Bel tanda mulai jam pelajaran pertama hampir 10 menit telah berlalu. Namun para siswa masih nampak beredar di luar kelas pertanda belum ada sosok guru di dalamnya. Hanya beberapa guru yang sudah berada di kelas termasuk guru muda yang pendiam dan berpenampilan sederhana itu. Sebelum Ia beranjak dari tempat duduknya tadi, sekilas sempat tersenyum dan mengangguk hormat padaku.
Hampir semua guru memuji Aceng, nama kecil guru muda itu, yang 16 tahun lalu kami didik di sekolah ini. Setiap hari Ia masuk kelas tepat waktu, tidak seperti kami guru-guru senior yang lebih sering telat masuk kelas (meskipun beberapa menit) karena keasyikan mengobrol atau mengerjakan pekerjaan lain terlebih dahulu.
Semasa sekolah dulu Aceng memang menjadi siswa kesayangan kami, terutama aku sebagai guru matematikanya. Ia sering memenangkan lomba olimpiade matematika bahkan sejak duduk di bangku sekolah dasar. Namun bak cerita klise, kendala ekonomi keluarga hampir saja mengubur cita-cita dan bakat emasnya.
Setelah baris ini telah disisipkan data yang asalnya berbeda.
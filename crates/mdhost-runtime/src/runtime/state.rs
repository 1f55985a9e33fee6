use std::sync::atomic::{AtomicBool, AtomicU32, Ordering};

use mdhost_core::{InputState, input::MAX_PORTS};

pub(crate) struct RuntimeState {
    /// Current pad state per controller port, as `InputState` bits.
    pub(crate) pad_masks: [AtomicU32; MAX_PORTS],
    pub(crate) game_loaded: AtomicBool,
}

impl RuntimeState {
    pub(crate) fn new() -> Self {
        Self {
            pad_masks: std::array::from_fn(|_| AtomicU32::new(0)),
            game_loaded: AtomicBool::new(false),
        }
    }

    pub(crate) fn pad(&self, port: u32) -> InputState {
        self.pad_masks
            .get(port as usize)
            .map_or(InputState::empty(), |slot| {
                InputState::from_bits_truncate(slot.load(Ordering::Acquire))
            })
    }

    pub(crate) fn set_pad(&self, port: u32, state: InputState) -> bool {
        match self.pad_masks.get(port as usize) {
            Some(slot) => {
                slot.store(state.bits(), Ordering::Release);
                true
            }
            None => false,
        }
    }

    pub(crate) fn clear_pads(&self) {
        for mask in &self.pad_masks {
            mask.store(0, Ordering::Release);
        }
    }
}
use std::{path::PathBuf, time::Duration};

use mdhost_core::{CoreError, RequestError};

// NTSC: 53_693_175 Hz master clock, 3420 * 262 clocks per frame (~59.92 Hz).
pub const FRAME_DURATION_NTSC: Duration = Duration::from_nanos(16_688_154);
// PAL: 53_203_424 Hz master clock, 3420 * 313 clocks per frame (~49.70 Hz).
pub const FRAME_DURATION_PAL: Duration = Duration::from_nanos(20_120_134);

/// How the host loop spaces consecutive frames.
#[derive(Debug, Clone, Copy, PartialEq, Eq, Default)]
pub enum FramePacing {
    /// Run queued frames back to back.
    #[default]
    Unpaced,
    /// Run at most one frame per `frame_duration`.
    RealTime { frame_duration: Duration },
}

#[derive(Debug, Clone, Copy)]
pub struct RuntimeConfig {
    pub pacing: FramePacing,
    /// How long the idle loop waits for control messages before re-checking
    /// the frame queue and debugger requests.
    pub idle_poll: Duration,
    pub control_timeout: Duration,
    /// Timeout for requests that touch the filesystem (ROM and state files).
    pub load_timeout: Duration,
}

impl Default for RuntimeConfig {
    fn default() -> Self {
        Self {
            pacing: FramePacing::Unpaced,
            idle_poll: Duration::from_millis(1),
            control_timeout: CONTROL_REPLY_TIMEOUT,
            load_timeout: LOAD_ROM_REPLY_TIMEOUT,
        }
    }
}

/// Notifications broadcast to every [`subscribe`](crate::RuntimeHandle::subscribe)r.
#[derive(Debug, Clone, PartialEq, Eq)]
pub enum RuntimeEvent {
    RomLoaded { path: PathBuf },
    RomLoadFailed { path: PathBuf, error: String },
    Reset,
    StateSaved { path: PathBuf },
    StateLoaded { path: PathBuf },
}

#[derive(Debug, Clone, thiserror::Error)]
pub enum RuntimeError {
    #[error("runtime control channel disconnected")]
    ControlChannelDisconnected,
    #[error("runtime did not respond in time for {op}")]
    ControlTimeout { op: &'static str },
    #[error("failed to spawn runtime thread: {error}")]
    SpawnFailed { error: String },
    #[error("failed to load ROM: {path}: {error}")]
    LoadRomFailed { path: PathBuf, error: String },
    #[error("no game loaded")]
    NoGameLoaded,
    #[error("failed to save state: {path}: {error}")]
    SaveStateFailed { path: PathBuf, error: String },
    #[error("failed to load state: {path}: {error}")]
    LoadStateFailed { path: PathBuf, error: String },
    #[error("controller port {port} does not exist")]
    InvalidPort { port: u32 },
    #[error(transparent)]
    Debugger(#[from] RequestError),
}

impl RuntimeError {
    pub(crate) fn load_rom(path: PathBuf, error: &CoreError) -> Self {
        Self::LoadRomFailed {
            path,
            error: error.to_string(),
        }
    }
}

pub(crate) const CONTROL_REPLY_TIMEOUT: Duration = Duration::from_secs(2);
pub(crate) const LOAD_ROM_REPLY_TIMEOUT: Duration = Duration::from_secs(10);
Masa-masa tersulit pernah dialaminya saat kuliah di UPI diantaranya tatkala harus tidur di mesjid atau numpang tidur di tempat kos teman-teman kuliahnya karena ketiadaan biaya untuk membayar uang kost. Saat itu hampir saja Aceng putus kuliah jika saja tak mendapatkan beasiswa.
Rupanya jalan hidup Aceng memang harus dipenuhi dengan perjuangan. Pengalamannya berlanjut dengan perjuangan mengajar di salah satu daerah terpencil di Aceh. Sebagai peserta SM3T (Sarjana Mendidik di Daerah Terdepan, Terluar, dan Tertinggal), Aceng harus mengalami perjalanan berjam-jam menentang bahaya di sungai demi untuk sampai di sekolah tempatnya mengabdi. Aceng beruntung dapat selamat kembali ke tanah kelahiran, tak seperti rekannya yang hanya pulang nama karena tertelan ganasnya arus sungai di Aceh.
Pengalaman-pengalaman tersebut rupanya telah menempa diri Aceng. Meskipun pendiam dan pemalu, Ia berhasil membuktikan bahwa semangat baja, usaha, dan doa telah mampu mengatasi rintangan yang menghadang di sepanjang perjalanan menggapai cita-cita. Kini Aceng menjadi junior kami di sekolah. Namun daya juangnya patut kami contoh. Loyalitasnya pada profesi sebagai guru sangat layak untuk kami teladani. Semoga Aceng tetap seperti itu sampai nanti, sampai Ia berhasil menjadi PNS, sampai Ia mulai merasakan segarnya dana sertifikasi.
Bel tanda pelajaran terakhir usai hampir 10 menit berlalu. Ruang guru kembali gaduh oleh celoteh para penghuninya. Beberapa diantaranya telah meluncur di atas kendaraan, bergegas pulang ke rumahnya masing-masing. Namun Aceng masih berjalan di koridor, baru saja keluar dari kelas yang Ia ampu. Aku sendiri masih membereskan tugas-tugas siswa yang belum sempat diperiksa.
“Baru selesai Ceng?”
“Iya Bu, kasihan anak-anak kelas IX tadi masih ada yang belum paham dengan materinya.”
“Ibu salut sama Aceng, luar biasa semangatnya. Tak seperti kami yang selalu lebih dulu keluar kelas daripada Aceng.”
“Aceng kan mencontoh Ibu, dulu juga Ibu begitu.”